// ─────────────────────────────────────────────────────────────────────
// SCPN Fusion Core — Linear Algebra
// © 1998–2026 Miroslav Šotek. All rights reserved.
// Contact: www.anulum.li | protoscience@anulum.li
// ORCID: https://orcid.org/0009-0009-3560-0851
// License: GNU AGPL v3 | Commercial licensing available
// ─────────────────────────────────────────────────────────────────────
//! Linear algebra utilities.
//!
//! Spectral norm by power iteration plus a certified upper bound, CGLS least
//! squares, and a small Jacobi SVD / pseudo-inverse used as a reference for
//! the iterative paths.

use magnet_types::error::{MagnetError, MagnetResult};
use ndarray::{Array1, Array2};

const POWER_ITER_MAX: usize = 1000;
const POWER_ITER_TOL: f64 = 1e-12;

/// Largest eigenvalue magnitude of a symmetric matrix, i.e. ‖A‖₂.
///
/// Power iteration from a fixed, non-degenerate start vector so results are
/// reproducible. The estimate approaches ‖A‖₂ from below.
pub fn spectral_norm_sym(a: &Array2<f64>) -> MagnetResult<f64> {
    let (rows, cols) = a.dim();
    if rows != cols {
        return Err(MagnetError::LinAlg(format!(
            "spectral_norm_sym requires a square matrix, got {rows}x{cols}"
        )));
    }
    if rows == 0 {
        return Ok(0.0);
    }
    let mut v = Array1::from_shape_fn(rows, |i| 1.0 + 0.25 * (0.7 * i as f64 + 0.3).sin());
    let v_norm = v.dot(&v).sqrt();
    v /= v_norm;

    let mut lambda = 0.0;
    for _ in 0..POWER_ITER_MAX {
        let w = a.dot(&v);
        let w_norm = w.dot(&w).sqrt();
        if !w_norm.is_finite() {
            return Err(MagnetError::LinAlg(
                "spectral_norm_sym encountered a non-finite iterate".to_string(),
            ));
        }
        if w_norm == 0.0 {
            return Ok(0.0);
        }
        let converged = (w_norm - lambda).abs() <= POWER_ITER_TOL * w_norm;
        lambda = w_norm;
        v = w / w_norm;
        if converged {
            break;
        }
    }
    Ok(lambda)
}

/// Upper bound on ‖A‖₂ for a symmetric matrix.
///
/// The smaller of the largest absolute row sum (Gershgorin) and
/// trace(A⁴)^{1/4} = ‖A²‖_F^{1/2}, padded by a few ulps for rounding. Unlike
/// [`spectral_norm_sym`] it never lands below ‖A‖₂, however close the top
/// eigenvalues are.
pub fn spectral_norm_bound_sym(a: &Array2<f64>) -> MagnetResult<f64> {
    let (rows, cols) = a.dim();
    if rows != cols {
        return Err(MagnetError::LinAlg(format!(
            "spectral_norm_bound_sym requires a square matrix, got {rows}x{cols}"
        )));
    }
    let fro = a.iter().map(|v| v * v).sum::<f64>().sqrt();
    if !fro.is_finite() {
        return Err(MagnetError::LinAlg(
            "spectral_norm_bound_sym encountered a non-finite entry".to_string(),
        ));
    }
    if fro == 0.0 {
        return Ok(0.0);
    }
    let gershgorin = a
        .rows()
        .into_iter()
        .map(|r| r.iter().map(|v| v.abs()).sum::<f64>())
        .fold(0.0, f64::max);
    // Scale to unit Frobenius norm so the square cannot under- or overflow.
    let b = a / fro;
    let b2 = b.dot(&b);
    let quartic = fro * b2.iter().map(|v| v * v).sum::<f64>().sqrt().sqrt();
    let pad = 1.0 + 4.0 * (rows as f64) * f64::EPSILON;
    Ok(gershgorin.min(quartic) * pad)
}

/// Least squares min ‖Ax − b‖² + damp²‖x‖² by CGLS started from zero.
///
/// With `damp = 0` the iterates stay in the row space of A, so the limit is
/// the minimum-norm solution, the same one `pinv_svd(a) · b` gives.
pub fn cgls(
    a: &Array2<f64>,
    b: &Array1<f64>,
    damp: f64,
    max_iter: usize,
    tol: f64,
) -> MagnetResult<Array1<f64>> {
    let (rows, cols) = a.dim();
    if b.len() != rows {
        return Err(MagnetError::shape("cgls rhs", &[rows], &[b.len()]));
    }
    if !damp.is_finite() || damp < 0.0 {
        return Err(MagnetError::LinAlg(format!(
            "cgls damping must be finite and >= 0, got {damp}"
        )));
    }
    let damp2 = damp * damp;
    let mut x = Array1::zeros(cols);
    let mut r = b.clone();
    let mut s = a.t().dot(&r);
    let mut p = s.clone();
    let mut gamma = s.dot(&s);
    let gamma0 = gamma;
    if gamma0 == 0.0 {
        return Ok(x);
    }

    for _ in 0..max_iter {
        let q = a.dot(&p);
        let delta = q.dot(&q) + damp2 * p.dot(&p);
        if delta <= 0.0 || !delta.is_finite() {
            break;
        }
        let alpha = gamma / delta;
        x.scaled_add(alpha, &p);
        r.scaled_add(-alpha, &q);
        s = a.t().dot(&r);
        if damp2 > 0.0 {
            s.scaled_add(-damp2, &x);
        }
        let gamma_new = s.dot(&s);
        if gamma_new.sqrt() <= tol * gamma0.sqrt() {
            break;
        }
        let beta = gamma_new / gamma;
        p = &s + &(beta * &p);
        gamma = gamma_new;
    }
    Ok(x)
}

/// Thin SVD of a small dense matrix via cyclic Jacobi rotations on AᵀA.
///
/// Returns (U, sigma, Vt) with A ≈ U · diag(sigma) · Vt, sigma descending.
/// Cost grows as n³ per sweep; meant for operators with a few dozen columns.
pub fn svd_small(a: &Array2<f64>) -> (Array2<f64>, Array1<f64>, Array2<f64>) {
    const MAX_SWEEPS: usize = 100;
    let (m, n) = a.dim();
    let k = m.min(n);
    let mut gram = a.t().dot(a);
    let mut v: Array2<f64> = Array2::eye(n);
    // Tolerances are relative to trace(AᵀA).
    let scale = gram.diag().sum().max(f64::MIN_POSITIVE);

    for _ in 0..MAX_SWEEPS {
        let mut off_diag = 0.0;
        for p in 0..n {
            for q in (p + 1)..n {
                off_diag += gram[[p, q]].abs();
            }
        }
        if off_diag < 1e-14 * scale {
            break;
        }
        for p in 0..n {
            for q in (p + 1)..n {
                let gpq = gram[[p, q]];
                if gpq.abs() < 1e-15 * scale {
                    continue;
                }
                let tau = (gram[[q, q]] - gram[[p, p]]) / (2.0 * gpq);
                let t = tau.signum() / (tau.abs() + (1.0 + tau * tau).sqrt());
                let c = 1.0 / (1.0 + t * t).sqrt();
                let s = t * c;

                let gpp = gram[[p, p]];
                let gqq = gram[[q, q]];
                gram[[p, p]] = gpp - t * gpq;
                gram[[q, q]] = gqq + t * gpq;
                gram[[p, q]] = 0.0;
                gram[[q, p]] = 0.0;
                for r in 0..n {
                    if r == p || r == q {
                        continue;
                    }
                    let grp = gram[[r, p]];
                    let grq = gram[[r, q]];
                    gram[[r, p]] = c * grp - s * grq;
                    gram[[p, r]] = gram[[r, p]];
                    gram[[r, q]] = s * grp + c * grq;
                    gram[[q, r]] = gram[[r, q]];
                }
                for r in 0..n {
                    let vrp = v[[r, p]];
                    let vrq = v[[r, q]];
                    v[[r, p]] = c * vrp - s * vrq;
                    v[[r, q]] = s * vrp + c * vrq;
                }
            }
        }
    }

    let mut order: Vec<usize> = (0..n).collect();
    order.sort_by(|&i, &j| gram[[j, j]].total_cmp(&gram[[i, i]]));

    let sigma = Array1::from_iter(
        order
            .iter()
            .take(k)
            .map(|&col| gram[[col, col]].max(0.0).sqrt()),
    );
    let mut vt = Array2::zeros((k, n));
    for (row, &col) in order.iter().take(k).enumerate() {
        vt.row_mut(row).assign(&v.column(col));
    }
    let mut u = a.dot(&vt.t());
    for (idx, mut col) in u.columns_mut().into_iter().enumerate() {
        if sigma[idx] > 1e-14 * scale.sqrt() {
            col /= sigma[idx];
        } else {
            col.fill(0.0);
        }
    }
    (u, sigma, vt)
}

/// Moore–Penrose pseudo-inverse, singular values <= `sv_cutoff` discarded.
pub fn pinv_svd(a: &Array2<f64>, sv_cutoff: f64) -> Array2<f64> {
    let (u, sigma, vt) = svd_small(a);
    let inv_sigma = sigma.mapv(|s| if s > sv_cutoff { 1.0 / s } else { 0.0 });
    let scaled_v = &vt.t() * &inv_sigma;
    scaled_v.dot(&u.t())
}

#[cfg(test)]
mod tests {
    use super::*;
    use ndarray::array;

    fn wide_matrix() -> Array2<f64> {
        array![
            [1.0, 0.5, -0.2, 0.0, 0.3],
            [0.0, 2.0, 0.1, -0.4, 0.0],
            [0.7, 0.0, 1.5, 0.2, -0.6]
        ]
    }

    #[test]
    fn test_spectral_norm_diagonal() {
        let a = Array2::from_diag(&array![1.0, 4.0, 2.5]);
        let norm = spectral_norm_sym(&a).unwrap();
        assert!((norm - 4.0).abs() < 1e-9, "norm = {norm}");
    }

    #[test]
    fn test_spectral_norm_matches_svd() {
        let a = wide_matrix();
        let ata = a.t().dot(&a);
        let (_u, sigma, _vt) = svd_small(&a);
        let norm = spectral_norm_sym(&ata).unwrap();
        let expected = sigma[0] * sigma[0];
        assert!(
            (norm - expected).abs() < 1e-8 * expected,
            "power={norm} svd={expected}"
        );
    }

    #[test]
    fn test_spectral_bound_never_below_norm() {
        let a = wide_matrix();
        let ata = a.t().dot(&a);
        let (_u, sigma, _vt) = svd_small(&a);
        let exact = sigma[0] * sigma[0];
        let bound = spectral_norm_bound_sym(&ata).unwrap();
        assert!(bound >= exact, "bound={bound} exact={exact}");
        assert!(bound <= 2.0 * exact);
        assert_eq!(spectral_norm_bound_sym(&Array2::zeros((3, 3))).unwrap(), 0.0);
        assert!(spectral_norm_bound_sym(&Array2::zeros((2, 3))).is_err());
    }

    #[test]
    fn test_spectral_bound_with_clustered_top_eigenvalues() {
        let a = Array2::from_diag(&array![1.0, 0.9999, 0.9999]);
        let bound = spectral_norm_bound_sym(&a).unwrap();
        assert!(bound >= 1.0 && bound < 1.0 + 1e-12, "bound = {bound}");
        // The power estimate approaches 1 from below.
        assert!(spectral_norm_sym(&a).unwrap() <= bound);
    }

    #[test]
    fn test_spectral_norm_rejects_rectangular() {
        let err = spectral_norm_sym(&Array2::zeros((2, 3))).unwrap_err();
        assert!(matches!(err, MagnetError::LinAlg(_)));
    }

    #[test]
    fn test_svd_identity() {
        let a = Array2::eye(3);
        let (u, sigma, vt) = svd_small(&a);
        for i in 0..3 {
            assert!((sigma[i] - 1.0).abs() < 1e-10, "sigma[{i}] = {}", sigma[i]);
        }
        let reconstructed = u.dot(&Array2::from_diag(&sigma)).dot(&vt);
        for ((i, j), v) in reconstructed.indexed_iter() {
            assert!((v - a[[i, j]]).abs() < 1e-10, "Reconstruction failed at ({i}, {j})");
        }
    }

    #[test]
    fn test_cgls_min_norm_matches_pinv() {
        let a = wide_matrix();
        let b = array![0.3, -1.2, 0.8];
        let x = cgls(&a, &b, 0.0, 200, 1e-14).unwrap();
        let x_ref = pinv_svd(&a, 1e-12).dot(&b);
        for i in 0..x.len() {
            assert!((x[i] - x_ref[i]).abs() < 1e-8, "x[{i}] {} vs {}", x[i], x_ref[i]);
        }
    }

    #[test]
    fn test_cgls_overdetermined_normal_equations() {
        let a = wide_matrix().t().to_owned();
        let b = array![1.0, 0.0, -1.0, 2.0, 0.5];
        let x = cgls(&a, &b, 0.0, 200, 1e-14).unwrap();
        let grad = a.t().dot(&(a.dot(&x) - &b));
        assert!(grad.iter().all(|g| g.abs() < 1e-9), "grad = {grad:?}");
    }

    #[test]
    fn test_cgls_damping_shrinks_solution() {
        let a = wide_matrix();
        let b = array![0.3, -1.2, 0.8];
        let free = cgls(&a, &b, 0.0, 200, 1e-14).unwrap();
        let damped = cgls(&a, &b, 1.0, 200, 1e-14).unwrap();
        assert!(damped.dot(&damped) < free.dot(&free));
    }
}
------------------------------------------------------------
■ **What to do**
Lines from the top of the entries above to the line that contains "bound, CGLS least" should be set down exactly, please, with both ends kept and nothing added.

■ **Written solution**
// ─────────────────────────────────────────────────────────────────────
// SCPN Fusion Core — Linear Algebra
// © 1998–2026 Miroslav Šotek. All rights reserved.
// Contact: www.anulum.li | protoscience@anulum.li
// ORCID: https://orcid.org/0009-0009-3560-0851
// License: GNU AGPL v3 | Commercial licensing available
// ─────────────────────────────────────────────────────────────────────
//! Linear algebra utilities.
//!
//! Spectral norm by power iteration plus a certified upper bound, CGLS least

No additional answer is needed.